■ Die Anderen: Das "Neue Deutschland" (Berlin), "Der Tagesspiegel" (Berlin), "L'Est Republicain" (Nancy) und "Le Telegramme" (Morlaix) zum deutsch-französischen Gipfel
Das „Neue Deutschland“ lobt verhalten den deutsch- französischen Gipfel: In einer rosarot gefärbten EU könnten die Ideen eines Beschäftigungspaktes statt neoliberaler Stabilitätsfixierung, sozialer Mindeststandards und einer weitreichenden institutionellen Reform der Europäischen Union auf fruchtbaren Boden fallen. Doch sollte man nach dem überaus holprigen rot-grünen Start in Bonn die Möglichkeiten europäischer Koordinierung auch nicht überschätzen. Ansonsten wich man in Potsdam diversen Streitpunkten erst einmal mit vagen Formulierungen aus. Nach diesem Schnuppergipfel ist also vieles zu tun, damit es von den neuen Verheißungen am Ende nicht heißt: „Vom Winde verweht“.

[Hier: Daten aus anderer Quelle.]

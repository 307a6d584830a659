use itertools::Itertools;

/// Cell coordinates, with `(0, 0)` in the top-left corner.
#[derive(Debug, Default, Copy, Clone, PartialEq, Eq, Hash)]
pub struct CellPos(pub u32, pub u32);

/// Fixed-size rectangular grid of values, stored row-major.
#[derive(Debug, Clone, PartialEq, Eq)]
pub struct Grid<T> {
    width: u32,
    height: u32,
    cells: Vec<T>,
}
impl<T: Clone> Grid<T> {
    /// Returns a grid with every cell set to `value`.
    pub fn filled(width: u32, height: u32, value: T) -> Self {
        let len = width as usize * height as usize;
        Self {
            width,
            height,
            cells: vec![value; len],
        }
    }
}
impl<T> Grid<T> {
    /// Returns the number of columns.
    pub fn width(&self) -> u32 {
        self.width
    }
    /// Returns the number of rows.
    pub fn height(&self) -> u32 {
        self.height
    }
    /// Returns `true` if the position lies inside the grid.
    pub fn contains(&self, CellPos(x, y): CellPos) -> bool {
        x < self.width && y < self.height
    }

    /// Returns a cell, or `None` if the position is outside the grid.
    pub fn get(&self, pos: CellPos) -> Option<&T> {
        self.index_of(pos).map(|i| &self.cells[i])
    }
    /// Returns a cell mutably, or `None` if the position is outside the grid.
    pub fn get_mut(&mut self, pos: CellPos) -> Option<&mut T> {
        self.index_of(pos).map(move |i| &mut self.cells[i])
    }

    /// Returns an iterator over all cells and their positions, row by row.
    pub fn iter(&self) -> impl Iterator<Item = (CellPos, &T)> + '_ {
        let width = self.width;
        self.cells.iter().enumerate().map(move |(i, cell)| {
            let i = i as u32;
            (CellPos(i % width, i / width), cell)
        })
    }

    /// Returns an iterator over the in-bounds neighbors of a position (up to
    /// 8), not including the position itself.
    pub fn neighbors(&self, CellPos(x, y): CellPos) -> impl Iterator<Item = CellPos> {
        let (width, height) = (self.width, self.height);
        (-1_i32..=1)
            .cartesian_product(-1_i32..=1)
            .filter(|&(dx, dy)| (dx, dy) != (0, 0))
            .filter_map(move |(dx, dy)| {
                let nx = x.checked_add_signed(dx)?;
                let ny = y.checked_add_signed(dy)?;
                (nx < width && ny < height).then(|| CellPos(nx, ny))
            })
    }

    fn index_of(&self, pos: CellPos) -> Option<usize> {
        self.contains(pos)
            .then(|| pos.1 as usize * self.width as usize + pos.0 as usize)
    }
}

#[cfg(test)]
mod tests {
    use super::*;

    #[test]
    fn test_neighbors_are_clipped_to_grid() {
        let grid = Grid::filled(3, 3, ());
        assert_eq!(grid.neighbors(CellPos(0, 0)).count(), 3);
        assert_eq!(grid.neighbors(CellPos(1, 0)).count(), 5);
        assert_eq!(grid.neighbors(CellPos(1, 1)).count(), 8);
        assert!(grid.neighbors(CellPos(1, 1)).all(|p| p != CellPos(1, 1)));

        let strip = Grid::filled(1, 1, ());
        assert_eq!(strip.neighbors(CellPos(0, 0)).count(), 0);
    }

    #[test]
    fn test_row_major_iteration() {
        let mut grid = Grid::filled(3, 2, 0);
        *grid.get_mut(CellPos(2, 1)).unwrap() = 7;
        let positions: Vec<_> = grid.iter().map(|(p, _)| p).collect();
        assert_eq!(positions[0], CellPos(0, 0));
        assert_eq!(positions[3], CellPos(0, 1));
        assert_eq!(grid.get(CellPos(2, 1)), Some(&7));
        assert_eq!(grid.get(CellPos(3, 0)), None);
        assert_eq!(grid.get(CellPos(0, 2)), None);
    }
}
use glium::index::{NoIndices, PrimitiveType};
use glium::program::ProgramChooserCreationError;
use glium::vertex::BufferCreationError;
use glium::{Display, DrawError, Frame, Program, Surface, SwapBuffersError, VertexBuffer};
use thiserror::Error;

mod scene;
mod shaders;

pub use scene::{build_scene, Shape, ShapeKind, BACKGROUND_COLOR};

use crate::game::{BoardSnapshot, Camera};

/// Error raised while setting up or drawing a frame.
#[derive(Error, Debug)]
pub enum RenderError {
    /// The shader program failed to compile or link.
    #[error("failed to compile shader: {0}")]
    Program(#[from] ProgramChooserCreationError),
    /// The vertex buffer could not be allocated.
    #[error("failed to create vertex buffer: {0}")]
    VertexBuffer(#[from] BufferCreationError),
    /// The draw call was rejected.
    #[error("failed to draw board: {0}")]
    Draw(#[from] DrawError),
    /// The finished frame could not be presented.
    #[error("failed to swap buffers: {0}")]
    SwapBuffers(#[from] SwapBuffersError),
}

#[derive(Debug, Copy, Clone)]
struct ShapeVertex {
    /// Position in board pixels.
    pos: [f32; 2],
    /// Position within the shape, from -1.0 to 1.0 on each axis.
    local: [f32; 2],
    color: [f32; 4],
    /// 1.0 for circles, 0.0 for rectangles.
    circle: f32,
}
glium::implement_vertex!(ShapeVertex, pos, local, color, circle);

/// Draws board snapshots onto a glium surface.
pub struct Renderer {
    program: Program,
}
impl Renderer {
    /// Compiles the GPU program used for drawing.
    pub fn new(display: &Display) -> Result<Self, RenderError> {
        Ok(Self {
            program: shaders::shape_program(display)?,
        })
    }

    /// Clears the frame and draws every cell of the board.
    pub fn draw_board(
        &self,
        display: &Display,
        target: &mut Frame,
        snapshot: &BoardSnapshot,
        camera: Camera,
    ) -> Result<(), RenderError> {
        let [r, g, b, a] = BACKGROUND_COLOR;
        target.clear_color(r, g, b, a);

        let vertices: Vec<ShapeVertex> = build_scene(snapshot, camera)
            .iter()
            .flat_map(shape_vertices)
            .collect();
        if vertices.is_empty() {
            return Ok(());
        }
        let vbo = VertexBuffer::new(display, &vertices)?;

        let transform: [[f32; 4]; 4] = camera.gl_matrix().into();
        let draw_params = glium::DrawParameters {
            blend: glium::Blend::alpha_blending(),
            ..glium::DrawParameters::default()
        };
        target.draw(
            &vbo,
            &NoIndices(PrimitiveType::TrianglesList),
            &self.program,
            &glium::uniform! { transform: transform },
            &draw_params,
        )?;
        Ok(())
    }
}

/// Returns two triangles covering a shape's bounding box.
fn shape_vertices(shape: &Shape) -> [ShapeVertex; 6] {
    let min = shape.min;
    let max = shape.max();
    let circle = match shape.kind {
        ShapeKind::Rect => 0.0,
        ShapeKind::Circle => 1.0,
    };
    let corner = |x: f32, y: f32, lx: f32, ly: f32| ShapeVertex {
        pos: [x, y],
        local: [lx, ly],
        color: shape.color,
        circle,
    };
    let top_left = corner(min.x, min.y, -1.0, -1.0);
    let top_right = corner(max.x, min.y, 1.0, -1.0);
    let bottom_left = corner(min.x, max.y, -1.0, 1.0);
    let bottom_right = corner(max.x, max.y, 1.0, 1.0);
    [
        top_left,
        top_right,
        bottom_left,
        bottom_left,
        top_right,
        bottom_right,
    ]
}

„Der Tagesspiegel“ meint zu den deutsch-französischen Perspektiven: Es ist wahr, daß der Gipfel in der Frage der EU-Finanzierung, in der tatsächlich ein Dissens zwischen den beiden Akteuren des vielbeschworenen Euro-Tandems vorliegt, keine echte Annäherung gebracht hat. Aber gemessen an der Hartnäckigkeit, mit der die Regierung Kohl den Kampf gegen die Arbeitslosigkeit stets als ein rein nationales Problem begriffen hat, stellt das Potsdamer Treffen schon einen Kurswechsel in der deutschen Europapolitik dar. Die gemeinsame Forderung, künftig die soziale Komponente Europas zu betonen, wird zunächst einmal jene beruhigen, die dem Start des Euro mit bangem Herzen entgegensehen.
„L'Est Republicain“ aus Nancy äußert sich kritisch: Was ist ein gelungener Gipfel? Einer, bei dem die Partner eine Schlußerklärung unterzeichnen, die Unstimmigkeiten verschleiert und Einstimmigkeiten hervorhebt. Die deutsch-französische Schlußerklärung enthält natürlich Zeichen der Harmonie. Das gilt für die Konvergenzen in Sachen europäische Verteidigung oder für die Ziele der Agenda 2000. Aber unter dem Honig der Worte bleibt die Säure gegensätzlicher Standpunkte bestehen. Beispiel ist die gemeinsame Argrarpolitik, deren Finanzierung aus deutscher Sicht zu teuer ist. Da waren die Gespräche nicht überzeugend. Ein Beweis dafür, daß sich hinter Ergüssen der Herzlichkeit stets Dornen verbergen.
Die Tageszeitung „Le Telegramme“ aus Morlaix meint zur Entwicklung der Beziehungen zwischen Bonn und Paris: Die deutsch-französischen Beziehungen haben sich seit dem Fall der Berliner Mauer tiefgreifend verändert. Frankreich, das Speerspitze des europäischen Zusammenwachsens sein wollte, hat seine Ansprüche herunterschrauben müssen. Auf der einen Seite wegen des erstarkten Deutschlands, das jetzt schnell dabei ist, seine „nationalen Interessen“ zu behaupten. Und auf der anderen Seite, weil Frankreich an Einfluß in den Brüsseler Kreisen verloren hat, da es die kleinen Mitgliedsstaaten vernachlässigt hat, die zur Schaffung großer Koalitionen nützlich sind.